Physiologically, insulin is secreted very rapidly as a metabolic response to an increase in blood glucose concentrations following food intake. Injected insulin is released into the systemic circulation over a period of time at a rate that is determined by dissolution and diffusion from the subcutaneous injection site, and is independent of blood glucose concentration. Hypoglycemia can often occur when insulin is administered by injection because insulin secretion is not switched off when normal glycemia is achieved.

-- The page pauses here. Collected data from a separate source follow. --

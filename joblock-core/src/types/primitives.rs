use serde::{Deserialize, Serialize};
use std::fmt;

/// Opaque identifier of one running instance.
///
/// Must stay the same for the lifetime of the process and differ between
/// instances running at the same time. Lock rows are matched against it on
/// `renew` and `release`.
#[derive(Debug, Clone, PartialEq, Eq, Hash, Serialize, Deserialize)]
#[serde(transparent)]
pub struct OwnerId(String);

impl OwnerId {
    pub fn new(id: impl Into<String>) -> Self {
        Self(id.into())
    }

    /// Generates a fresh random identifier. Call once at process start.
    pub fn generate() -> Self {
        Self(nanoid::nanoid!())
    }

    pub fn as_str(&self) -> &str {
        &self.0
    }
}

impl fmt::Display for OwnerId {
    fn fmt(&self, f: &mut fmt::Formatter<'_>) -> fmt::Result {
        f.write_str(&self.0)
    }
}

impl From<&str> for OwnerId {
    fn from(id: &str) -> Self {
        Self::new(id)
    }
}

/// A uniquely identified unit of work.
///
/// The payload is never interpreted by the stores; it is persisted and
/// returned exactly as given.
#[derive(Debug, Clone, PartialEq, Serialize, Deserialize)]
pub struct Job {
    /// Assigned by the creator, immutable once stored
    pub id: String,
    /// Serialized job content
    pub payload: serde_json::Value,
}

impl Job {
    pub fn new(id: impl Into<String>, payload: serde_json::Value) -> Self {
        Self {
            id: id.into(),
            payload,
        }
    }
}
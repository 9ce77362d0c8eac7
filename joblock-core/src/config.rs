//! Database configuration and backend selection.
//!
//! Resolution is a pure function of the configuration: nothing here opens a
//! socket or touches the filesystem, so it can run before any network call.

use serde::{Deserialize, Serialize};
use std::fmt;
use std::path::PathBuf;
use std::time::Duration;
use percent_encoding::percent_decode_str;
use url::Url;

use crate::error::{Error, Result};

/// Shortest lease the configuration accepts, in seconds.
pub const MIN_LOCK_SECONDS: u64 = 10;

pub const DEFAULT_LOCK_SECONDS: u64 = 45;

const SHARED_SCHEMES: &[&str] = &["postgres", "postgresql"];

#[derive(Debug, Clone, PartialEq, Eq, Serialize, Deserialize)]
#[serde(default)]
pub struct DbConfig {
    /// Shared-store connection string, e.g. `postgres://user:pw@host/jobs`
    pub database_url: Option<String>,
    /// File for the single-instance persistent store
    pub local_file: Option<PathBuf>,
    /// How long locks persist without renewal. Too short and instances fight
    /// over live jobs; too long and a crashed instance's jobs sit idle.
    pub lock_seconds: u64,
}

impl Default for DbConfig {
    fn default() -> Self {
        Self {
            database_url: None,
            local_file: None,
            lock_seconds: DEFAULT_LOCK_SECONDS,
        }
    }
}

impl DbConfig {
    /// The default lease applied to every lock operation.
    pub fn lock_duration(&self) -> Result<Duration> {
        if self.lock_seconds < MIN_LOCK_SECONDS {
            return Err(Error::configuration(format!(
                "lock_seconds must be at least {}, got {}",
                MIN_LOCK_SECONDS, self.lock_seconds
            )));
        }
        Ok(Duration::from_secs(self.lock_seconds))
    }

    pub fn backend_kind(&self) -> Result<BackendKind> {
        if let Some(raw) = non_empty(self.database_url.as_deref()) {
            let database = shared_database_name(raw)?;
            return Ok(BackendKind::DurableShared {
                url: raw.to_string(),
                database,
            });
        }
        let local = self
            .local_file
            .as_ref()
            .filter(|path| !path.as_os_str().is_empty());
        if let Some(path) = local {
            return Ok(BackendKind::LocalPersistent { path: path.clone() });
        }
        Ok(BackendKind::LocalEphemeral)
    }
}

/// Resolves which storage family is active. An absent configuration means
/// no database was configured at all.
pub fn resolve(config: Option<&DbConfig>) -> Result<BackendKind> {
    match config {
        Some(config) => config.backend_kind(),
        None => Ok(BackendKind::LocalEphemeral),
    }
}

#[derive(Debug, Clone, Copy, PartialEq, Eq, Serialize, Deserialize)]
#[serde(rename_all = "SCREAMING_SNAKE_CASE")]
pub enum BackendFamily {
    DurableShared,
    LocalPersistent,
    LocalEphemeral,
}

impl fmt::Display for BackendFamily {
    fn fmt(&self, f: &mut fmt::Formatter<'_>) -> fmt::Result {
        match self {
            BackendFamily::DurableShared => write!(f, "DURABLE_SHARED"),
            BackendFamily::LocalPersistent => write!(f, "LOCAL_PERSISTENT"),
            BackendFamily::LocalEphemeral => write!(f, "LOCAL_EPHEMERAL"),
        }
    }
}

/// The resolved backend together with what is needed to open it.
#[derive(Clone, PartialEq, Eq)]
pub enum BackendKind {
    /// Reachable by every instance. Carries the raw URL and the logical
    /// database named by its path.
    DurableShared { url: String, database: String },
    /// Single-instance file-backed store.
    LocalPersistent { path: PathBuf },
    /// In-memory, gone when the process exits.
    LocalEphemeral,
}

impl BackendKind {
    pub fn family(&self) -> BackendFamily {
        match self {
            BackendKind::DurableShared { .. } => BackendFamily::DurableShared,
            BackendKind::LocalPersistent { .. } => BackendFamily::LocalPersistent,
            BackendKind::LocalEphemeral => BackendFamily::LocalEphemeral,
        }
    }
}

// Never print a connection string with its password.
impl fmt::Debug for BackendKind {
    fn fmt(&self, f: &mut fmt::Formatter<'_>) -> fmt::Result {
        match self {
            BackendKind::DurableShared { url, database } => f
                .debug_struct("DurableShared")
                .field("url", &redact(url))
                .field("database", database)
                .finish(),
            BackendKind::LocalPersistent { path } => {
                f.debug_struct("LocalPersistent").field("path", path).finish()
            }
            BackendKind::LocalEphemeral => f.write_str("LocalEphemeral"),
        }
    }
}

impl fmt::Display for BackendKind {
    fn fmt(&self, f: &mut fmt::Formatter<'_>) -> fmt::Result {
        match self {
            BackendKind::DurableShared { url, database } => {
                write!(f, "{} ({}, database '{}')", self.family(), redact(url), database)
            }
            BackendKind::LocalPersistent { path } => {
                write!(f, "{} ({})", self.family(), path.display())
            }
            BackendKind::LocalEphemeral => write!(f, "{}", self.family()),
        }
    }
}

/// Masks the password of a connection string for logs and errors.
pub fn redact(raw: &str) -> String {
    match Url::parse(raw) {
        Ok(mut url) => {
            if url.password().is_some() {
                let _ = url.set_password(Some("***"));
            }
            url.to_string()
        }
        Err(_) => "<unparseable connection string>".to_string(),
    }
}

fn non_empty(value: Option<&str>) -> Option<&str> {
    value.map(str::trim).filter(|v| !v.is_empty())
}

fn shared_database_name(raw: &str) -> Result<String> {
    let url = Url::parse(raw)
        .map_err(|e| Error::configuration(format!("unsupported shared store URI: {}", e)))?;

    if !SHARED_SCHEMES.contains(&url.scheme()) {
        return Err(Error::configuration(format!(
            "unsupported shared store URI {}: scheme must be one of {}",
            redact(raw),
            SHARED_SCHEMES.join(", ")
        )));
    }

    let segment = url.path().trim_start_matches('/');
    if segment.is_empty() || segment.contains('/') {
        return Err(Error::configuration(format!(
            "unsupported shared store URI {}: path must name the database",
            redact(raw)
        )));
    }
    let database = percent_decode_str(segment).decode_utf8().map_err(|_| {
        Error::configuration(format!(
            "unsupported shared store URI {}: database name is not valid UTF-8",
            redact(raw)
        ))
    })?;
    Ok(database.into_owned())
}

In contrast to injected insulin, oral insulin is delivered directly to the liver, its primary site of action, via the portal circulation. The insulin delivered to the liver moderates hepatic glucose production, a major contributor to hyperglycemia in type 2 diabetes. In theory, oral insulin should require less insulin per dose to produce the desired effect of reaching the liver. Furthermore, the amount of insulin that reaches the systemic circulation should be smaller and the peak shorter-lived than is the case with injectable insulin, thus reducing the chance of hypoglycemia.
 

About Insulin
Insulin is an essential hormone for the regulation of carbohydrate metabolism. The hormone is produced in the pancreas and secreted into the portal circulation for delivery directly to the liver, where it exerts a major metabolic effect. Insulin that reaches the systemic blood circulation enables glucose uptake in peripheral tissues principally the insulin-dependent tissues: muscle, and to a lesser extent, kidney.

Insulin plays a pivotal role in diabetes mellitus, a progressive disease caused by a combination of relative deficiency in the production of insulin and/or a resistance in the response of peripheral tissues to insulin. Both genetic and environmental factors (e.g., obesity, lack of exercise) appear to play significant roles in the pathogenesis of diabetes. Patients with diabetes have either insulin-dependent diabetes mellitus (type 1 diabetes) or non-insulin-dependent diabetes mellitus (type 2 diabetes).

Type 2 diabetes, previously known as adult-onset diabetes, is a metabolic disorder resulting from the body¹s inability to produce or properly utilize insulin, and typically occurs later in life. Most advanced patients in this category require insulin supplementation as their endogenous insulin production wanes. In early stages of type 2 diabetes, patients are typically managed with non-insulin oral medications, which either stimulate insulin relaease or increase insulin sensitivity in peripheral tissues. As the disease progresses, which eventually happens in the vast majority of patients, the pancreatic cells that produce insulin degenerate and die to result in complete lack of insulin, a stage when multiple daily subcutaneous injections of insulin become necessary.